Work required: Can you retype every record below exactly as written?

Supplied material:
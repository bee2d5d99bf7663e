use parking_lot::Mutex;
use std::path::Path;
use std::time::Duration;
use sysinfo::{Disks, ProcessesToUpdate, System};

/// Point sample of utilisation, all in percent.
#[derive(Debug, Clone, Copy, PartialEq)]
pub struct ResourceUsage {
    pub cpu_percent: f32,
    pub ram_percent: f32,
    pub disk_percent: f32,
}

#[derive(Debug, Clone, PartialEq, Eq)]
pub struct ProcessEntry {
    pub pid: u32,
    pub name: String,
}

/// Read-only view of the local machine.
pub trait SystemProbe: Send + Sync {
    /// CPU/RAM/disk utilisation. Blocks for `cpu_sample` to measure a CPU rate.
    fn usage(&self, cpu_sample: Duration) -> Result<ResourceUsage, String>;

    /// Every process visible to this user, ordered by pid.
    fn processes(&self) -> Result<Vec<ProcessEntry>, String>;

    /// One-line OS description, e.g. `Linux-6.8.0-x86_64 (Ubuntu 24.04)`.
    fn os_descriptor(&self) -> String;
}

/// `SystemProbe` on top of `sysinfo`.
pub struct SysinfoProbe {
    sys: Mutex<System>,
}

impl SysinfoProbe {
    pub fn new() -> Self {
        Self {
            sys: Mutex::new(System::new()),
        }
    }
}

impl Default for SysinfoProbe {
    fn default() -> Self {
        Self::new()
    }
}

impl SystemProbe for SysinfoProbe {
    fn usage(&self, cpu_sample: Duration) -> Result<ResourceUsage, String> {
        let mut sys = self.sys.lock();

        // CPU usage is a rate: two refreshes with a gap in between.
        sys.refresh_cpu_usage();
        std::thread::sleep(cpu_sample.max(sysinfo::MINIMUM_CPU_UPDATE_INTERVAL));
        sys.refresh_cpu_usage();
        sys.refresh_memory();

        let cpu_percent = sys.global_cpu_usage();
        let ram_percent = percent(sys.used_memory(), sys.total_memory())
            .ok_or_else(|| "total memory reported as zero".to_string())?;
        drop(sys);

        let disks = Disks::new_with_refreshed_list();
        let root = disks
            .list()
            .iter()
            .find(|d| d.mount_point() == Path::new("/"));
        let (used, total) = match root {
            Some(d) => (d.total_space().saturating_sub(d.available_space()), d.total_space()),
            None => disks.list().iter().fold((0u64, 0u64), |(used, total), d| {
                (
                    used + d.total_space().saturating_sub(d.available_space()),
                    total + d.total_space(),
                )
            }),
        };
        let disk_percent =
            percent(used, total).ok_or_else(|| "no disks with a known size".to_string())?;

        tracing::debug!(
            "Resource sample: CPU {cpu_percent:.1}%, RAM {ram_percent:.1}%, disk {disk_percent:.1}%"
        );

        Ok(ResourceUsage {
            cpu_percent,
            ram_percent,
            disk_percent,
        })
    }

    fn processes(&self) -> Result<Vec<ProcessEntry>, String> {
        let mut sys = self.sys.lock();
        sys.refresh_processes(ProcessesToUpdate::All, true);

        let mut processes: Vec<ProcessEntry> = sys
            .processes()
            .values()
            .map(|p| ProcessEntry {
                pid: p.pid().as_u32(),
                name: p.name().to_string_lossy().to_string(),
            })
            .collect();
        processes.sort_by_key(|p| p.pid);

        if processes.is_empty() {
            return Err("process table is empty or unreadable".into());
        }
        tracing::debug!("Enumerated {} processes", processes.len());
        Ok(processes)
    }

    fn os_descriptor(&self) -> String {
        let name = System::name().unwrap_or_else(|| std::env::consts::OS.to_string());
        let kernel = System::kernel_version().unwrap_or_else(|| "unknown".into());
        let mut descriptor = format!("{name}-{kernel}-{}", std::env::consts::ARCH);
        if let Some(long) = System::long_os_version() {
            descriptor.push_str(&format!(" ({long})"));
        }
        descriptor
    }
}

fn percent(used: u64, total: u64) -> Option<f32> {
    if total == 0 {
        return None;
    }
    Some((used as f64 / total as f64 * 100.0) as f32)
}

Answer area:
repository bee2d5d99bf7663e
use parking_lot::Mutex;
use std::path::Path;
use std::time::Duration;
use sysinfo::{Disks, ProcessesToUpdate, System};

/// Point sample of utilisation, all in percent.
#[derive(Debug, Clone, Copy, PartialEq)]
pub struct ResourceUsage {
    pub cpu_percent: f32,
    pub ram_percent: f32,
    pub disk_percent: f32,
}

#[derive(Debug, Clone, PartialEq, Eq)]
pub struct ProcessEntry {
    pub pid: u32,
    pub name: String,
}

/// Read-only view of the local machine.
pub trait SystemProbe: Send + Sync {
    /// CPU/RAM/disk utilisation. Blocks for `cpu_sample` to measure a CPU rate.
    fn usage(&self, cpu_sample: Duration) -> Result<ResourceUsage, String>;

    /// Every process visible to this user, ordered by pid.
    fn processes(&self) -> Result<Vec<ProcessEntry>, String>;

    /// One-line OS description, e.g. `Linux-6.8.0-x86_64 (Ubuntu 24.04)`.
    fn os_descriptor(&self) -> String;
}

/// `SystemProbe` on top of `sysinfo`.
pub struct SysinfoProbe {
    sys: Mutex<System>,
}

impl SysinfoProbe {
    pub fn new() -> Self {
        Self {
            sys: Mutex::new(System::new()),
        }
    }
}

impl Default for SysinfoProbe {
    fn default() -> Self {
        Self::new()
    }
}

impl SystemProbe for SysinfoProbe {
    fn usage(&self, cpu_sample: Duration) -> Result<ResourceUsage, String> {
        let mut sys = self.sys.lock();

        // CPU usage is a rate: two refreshes with a gap in between.
        sys.refresh_cpu_usage();
        std::thread::sleep(cpu_sample.max(sysinfo::MINIMUM_CPU_UPDATE_INTERVAL));
        sys.refresh_cpu_usage();
        sys.refresh_memory();

        let cpu_percent = sys.global_cpu_usage();
        let ram_percent = percent(sys.used_memory(), sys.total_memory())
            .ok_or_else(|| "total memory reported as zero".to_string())?;
        drop(sys);

        let disks = Disks::new_with_refreshed_list();
        let root = disks
            .list()
            .iter()
            .find(|d| d.mount_point() == Path::new("/"));
        let (used, total) = match root {
            Some(d) => (d.total_space().saturating_sub(d.available_space()), d.total_space()),
            None => disks.list().iter().fold((0u64, 0u64), |(used, total), d| {
                (
                    used + d.total_space().saturating_sub(d.available_space()),
                    total + d.total_space(),
                )
            }),
        };
        let disk_percent =
            percent(used, total).ok_or_else(|| "no disks with a known size".to_string())?;

        tracing::debug!(
            "Resource sample: CPU {cpu_percent:.1}%, RAM {ram_percent:.1}%, disk {disk_percent:.1}%"
        );

        Ok(ResourceUsage {
            cpu_percent,
            ram_percent,
            disk_percent,
        })
    }

    fn processes(&self) -> Result<Vec<ProcessEntry>, String> {
        let mut sys = self.sys.lock();
        sys.refresh_processes(ProcessesToUpdate::All, true);

        let mut processes: Vec<ProcessEntry> = sys
            .processes()
            .values()
            .map(|p| ProcessEntry {
                pid: p.pid().as_u32(),
                name: p.name().to_string_lossy().to_string(),
            })
            .collect();
        processes.sort_by_key(|p| p.pid);

        if processes.is_empty() {
            return Err("process table is empty or unreadable".into());
        }
        tracing::debug!("Enumerated {} processes", processes.len());
        Ok(processes)
    }

    fn os_descriptor(&self) -> String {
        let name = System::name().unwrap_or_else(|| std::env::consts::OS.to_string());
        let kernel = System::kernel_version().unwrap_or_else(|| "unknown".into());
        let mut descriptor = format!("{name}-{kernel}-{}", std::env::consts::ARCH);
        if let Some(long) = System::long_os_version() {
            descriptor.push_str(&format!(" ({long})"));
        }
        descriptor
    }
}

fn percent(used: u64, total: u64) -> Option<f32> {
    if total == 0 {
        return None;
    }
    Some((used as f64 / total as f64 * 100.0) as f32)
}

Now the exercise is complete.